» **What the task asks**
Return, word for word, only the lines of the data below that lie between the line with "filename crates/ruidakit-communication/src/communication/file.rs" and the line with "let target = path.display().to_string();", those two lines included.

Dataset entries
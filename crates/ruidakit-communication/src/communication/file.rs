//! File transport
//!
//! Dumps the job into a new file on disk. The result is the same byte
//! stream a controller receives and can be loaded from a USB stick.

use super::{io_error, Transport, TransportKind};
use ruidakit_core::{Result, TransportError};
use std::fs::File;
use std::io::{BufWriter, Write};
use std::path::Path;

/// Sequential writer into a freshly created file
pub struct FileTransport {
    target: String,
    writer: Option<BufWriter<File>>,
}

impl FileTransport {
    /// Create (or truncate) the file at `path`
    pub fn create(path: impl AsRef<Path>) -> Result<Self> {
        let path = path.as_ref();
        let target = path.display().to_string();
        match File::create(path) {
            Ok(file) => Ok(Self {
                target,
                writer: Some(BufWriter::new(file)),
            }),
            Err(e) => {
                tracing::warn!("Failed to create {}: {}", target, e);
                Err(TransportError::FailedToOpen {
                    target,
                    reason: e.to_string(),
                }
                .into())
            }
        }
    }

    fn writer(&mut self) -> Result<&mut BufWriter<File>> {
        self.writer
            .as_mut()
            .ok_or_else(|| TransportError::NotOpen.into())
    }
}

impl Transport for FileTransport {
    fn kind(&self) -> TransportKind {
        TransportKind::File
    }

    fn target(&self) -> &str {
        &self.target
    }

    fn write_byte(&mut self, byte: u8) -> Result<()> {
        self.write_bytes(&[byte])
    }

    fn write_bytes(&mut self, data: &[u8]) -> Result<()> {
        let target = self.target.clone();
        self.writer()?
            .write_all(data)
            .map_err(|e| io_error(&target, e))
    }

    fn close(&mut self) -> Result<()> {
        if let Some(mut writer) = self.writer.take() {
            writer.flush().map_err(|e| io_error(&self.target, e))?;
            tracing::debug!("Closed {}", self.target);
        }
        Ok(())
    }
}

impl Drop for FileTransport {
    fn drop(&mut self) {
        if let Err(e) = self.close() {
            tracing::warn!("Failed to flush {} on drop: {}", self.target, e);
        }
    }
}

* * *

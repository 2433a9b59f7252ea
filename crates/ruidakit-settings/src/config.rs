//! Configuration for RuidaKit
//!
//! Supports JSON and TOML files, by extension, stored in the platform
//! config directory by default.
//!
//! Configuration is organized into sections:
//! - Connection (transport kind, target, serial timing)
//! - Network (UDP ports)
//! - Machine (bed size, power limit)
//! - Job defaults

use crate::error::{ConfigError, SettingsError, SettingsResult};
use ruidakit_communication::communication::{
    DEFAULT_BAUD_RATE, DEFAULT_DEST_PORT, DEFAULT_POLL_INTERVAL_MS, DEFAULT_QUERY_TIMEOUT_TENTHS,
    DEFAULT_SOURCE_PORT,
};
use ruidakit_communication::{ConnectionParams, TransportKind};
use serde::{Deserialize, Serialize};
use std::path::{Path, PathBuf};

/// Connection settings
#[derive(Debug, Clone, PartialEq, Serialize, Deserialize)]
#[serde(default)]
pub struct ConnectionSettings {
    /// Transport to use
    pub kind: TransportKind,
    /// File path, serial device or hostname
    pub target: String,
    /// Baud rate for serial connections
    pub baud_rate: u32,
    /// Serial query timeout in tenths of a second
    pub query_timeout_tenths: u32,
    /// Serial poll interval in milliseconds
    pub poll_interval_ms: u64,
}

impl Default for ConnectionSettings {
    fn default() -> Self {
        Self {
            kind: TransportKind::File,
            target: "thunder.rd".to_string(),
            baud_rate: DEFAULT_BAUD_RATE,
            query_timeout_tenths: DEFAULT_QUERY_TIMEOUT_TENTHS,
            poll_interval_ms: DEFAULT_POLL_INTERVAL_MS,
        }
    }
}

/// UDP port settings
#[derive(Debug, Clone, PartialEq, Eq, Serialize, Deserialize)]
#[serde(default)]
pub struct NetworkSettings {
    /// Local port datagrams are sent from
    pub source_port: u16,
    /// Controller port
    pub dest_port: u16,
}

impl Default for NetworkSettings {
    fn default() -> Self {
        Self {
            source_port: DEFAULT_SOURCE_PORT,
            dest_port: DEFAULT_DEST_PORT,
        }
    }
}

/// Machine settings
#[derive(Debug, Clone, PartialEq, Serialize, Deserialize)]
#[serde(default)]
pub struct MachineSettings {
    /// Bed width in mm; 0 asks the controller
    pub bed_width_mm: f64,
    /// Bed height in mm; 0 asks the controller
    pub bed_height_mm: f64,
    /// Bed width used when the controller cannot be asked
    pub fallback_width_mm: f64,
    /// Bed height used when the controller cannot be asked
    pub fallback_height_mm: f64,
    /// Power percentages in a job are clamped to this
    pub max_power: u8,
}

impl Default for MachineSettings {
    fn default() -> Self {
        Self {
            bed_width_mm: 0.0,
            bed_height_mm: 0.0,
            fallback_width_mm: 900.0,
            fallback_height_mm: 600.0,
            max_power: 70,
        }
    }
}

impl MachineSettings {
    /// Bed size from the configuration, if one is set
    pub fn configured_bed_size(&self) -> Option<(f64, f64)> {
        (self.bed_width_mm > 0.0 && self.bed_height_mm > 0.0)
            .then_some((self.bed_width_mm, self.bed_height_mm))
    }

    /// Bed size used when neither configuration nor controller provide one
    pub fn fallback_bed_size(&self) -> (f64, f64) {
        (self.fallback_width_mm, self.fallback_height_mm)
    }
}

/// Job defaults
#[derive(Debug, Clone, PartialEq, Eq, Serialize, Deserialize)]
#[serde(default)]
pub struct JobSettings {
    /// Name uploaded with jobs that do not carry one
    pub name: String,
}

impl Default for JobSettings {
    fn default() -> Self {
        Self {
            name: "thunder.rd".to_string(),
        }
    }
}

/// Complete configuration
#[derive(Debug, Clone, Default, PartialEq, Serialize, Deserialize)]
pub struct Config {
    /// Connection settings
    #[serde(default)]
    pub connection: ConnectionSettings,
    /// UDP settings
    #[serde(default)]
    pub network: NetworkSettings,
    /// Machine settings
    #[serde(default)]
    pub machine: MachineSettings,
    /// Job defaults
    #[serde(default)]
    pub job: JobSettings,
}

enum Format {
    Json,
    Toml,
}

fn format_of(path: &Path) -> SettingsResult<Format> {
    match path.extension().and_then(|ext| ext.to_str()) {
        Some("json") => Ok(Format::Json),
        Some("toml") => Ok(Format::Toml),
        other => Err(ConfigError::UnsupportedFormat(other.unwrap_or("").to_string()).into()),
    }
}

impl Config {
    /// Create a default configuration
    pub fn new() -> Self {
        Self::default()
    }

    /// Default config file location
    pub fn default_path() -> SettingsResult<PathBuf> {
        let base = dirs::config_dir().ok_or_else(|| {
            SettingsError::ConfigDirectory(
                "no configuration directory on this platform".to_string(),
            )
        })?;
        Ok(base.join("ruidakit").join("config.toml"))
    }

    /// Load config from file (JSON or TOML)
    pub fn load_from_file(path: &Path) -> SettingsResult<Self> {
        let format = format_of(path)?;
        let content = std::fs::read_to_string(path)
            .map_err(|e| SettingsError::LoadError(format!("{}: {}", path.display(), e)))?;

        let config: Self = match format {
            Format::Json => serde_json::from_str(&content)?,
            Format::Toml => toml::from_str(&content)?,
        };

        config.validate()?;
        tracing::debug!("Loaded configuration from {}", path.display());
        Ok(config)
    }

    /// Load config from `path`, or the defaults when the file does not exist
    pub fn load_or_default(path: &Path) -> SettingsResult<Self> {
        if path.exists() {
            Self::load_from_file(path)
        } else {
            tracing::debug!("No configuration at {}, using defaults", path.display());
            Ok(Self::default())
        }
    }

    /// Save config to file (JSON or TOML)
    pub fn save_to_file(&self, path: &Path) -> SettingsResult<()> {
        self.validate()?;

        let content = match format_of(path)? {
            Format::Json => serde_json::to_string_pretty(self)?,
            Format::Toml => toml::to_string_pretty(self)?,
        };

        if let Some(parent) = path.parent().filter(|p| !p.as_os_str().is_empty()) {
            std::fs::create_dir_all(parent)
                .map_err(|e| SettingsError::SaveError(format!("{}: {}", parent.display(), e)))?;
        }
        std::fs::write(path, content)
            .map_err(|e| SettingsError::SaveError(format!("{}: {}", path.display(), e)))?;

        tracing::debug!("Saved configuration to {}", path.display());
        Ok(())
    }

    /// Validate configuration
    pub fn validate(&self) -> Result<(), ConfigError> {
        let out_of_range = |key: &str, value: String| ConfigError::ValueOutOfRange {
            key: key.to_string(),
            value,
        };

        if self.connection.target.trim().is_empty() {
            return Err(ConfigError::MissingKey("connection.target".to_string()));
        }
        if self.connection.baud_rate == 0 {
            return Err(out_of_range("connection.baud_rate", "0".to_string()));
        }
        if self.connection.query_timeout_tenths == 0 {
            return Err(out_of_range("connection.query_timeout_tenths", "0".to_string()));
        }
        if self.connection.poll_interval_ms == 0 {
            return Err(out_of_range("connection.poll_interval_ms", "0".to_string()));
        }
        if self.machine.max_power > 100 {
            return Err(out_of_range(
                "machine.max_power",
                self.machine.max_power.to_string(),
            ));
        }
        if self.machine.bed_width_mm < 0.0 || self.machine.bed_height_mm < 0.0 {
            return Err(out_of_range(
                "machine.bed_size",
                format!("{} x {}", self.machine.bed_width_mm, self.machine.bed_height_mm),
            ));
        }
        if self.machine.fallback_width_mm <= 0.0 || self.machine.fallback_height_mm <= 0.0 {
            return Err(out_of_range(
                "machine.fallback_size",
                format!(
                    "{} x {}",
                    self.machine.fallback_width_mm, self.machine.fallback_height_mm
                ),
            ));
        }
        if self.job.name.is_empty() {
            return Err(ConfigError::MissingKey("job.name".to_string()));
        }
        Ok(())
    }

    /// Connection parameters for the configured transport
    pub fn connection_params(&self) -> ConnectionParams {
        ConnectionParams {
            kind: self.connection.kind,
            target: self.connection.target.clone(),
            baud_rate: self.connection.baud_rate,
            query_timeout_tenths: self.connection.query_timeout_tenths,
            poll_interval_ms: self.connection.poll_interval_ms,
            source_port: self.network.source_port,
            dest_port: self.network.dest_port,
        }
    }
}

» **Solution**
filename crates/ruidakit-communication/src/communication/file.rs
//! File transport
//!
//! Dumps the job into a new file on disk. The result is the same byte
//! stream a controller receives and can be loaded from a USB stick.

use super::{io_error, Transport, TransportKind};
use ruidakit_core::{Result, TransportError};
use std::fs::File;
use std::io::{BufWriter, Write};
use std::path::Path;

/// Sequential writer into a freshly created file
pub struct FileTransport {
    target: String,
    writer: Option<BufWriter<File>>,
}

impl FileTransport {
    /// Create (or truncate) the file at `path`
    pub fn create(path: impl AsRef<Path>) -> Result<Self> {
        let path = path.as_ref();
        let target = path.display().to_string();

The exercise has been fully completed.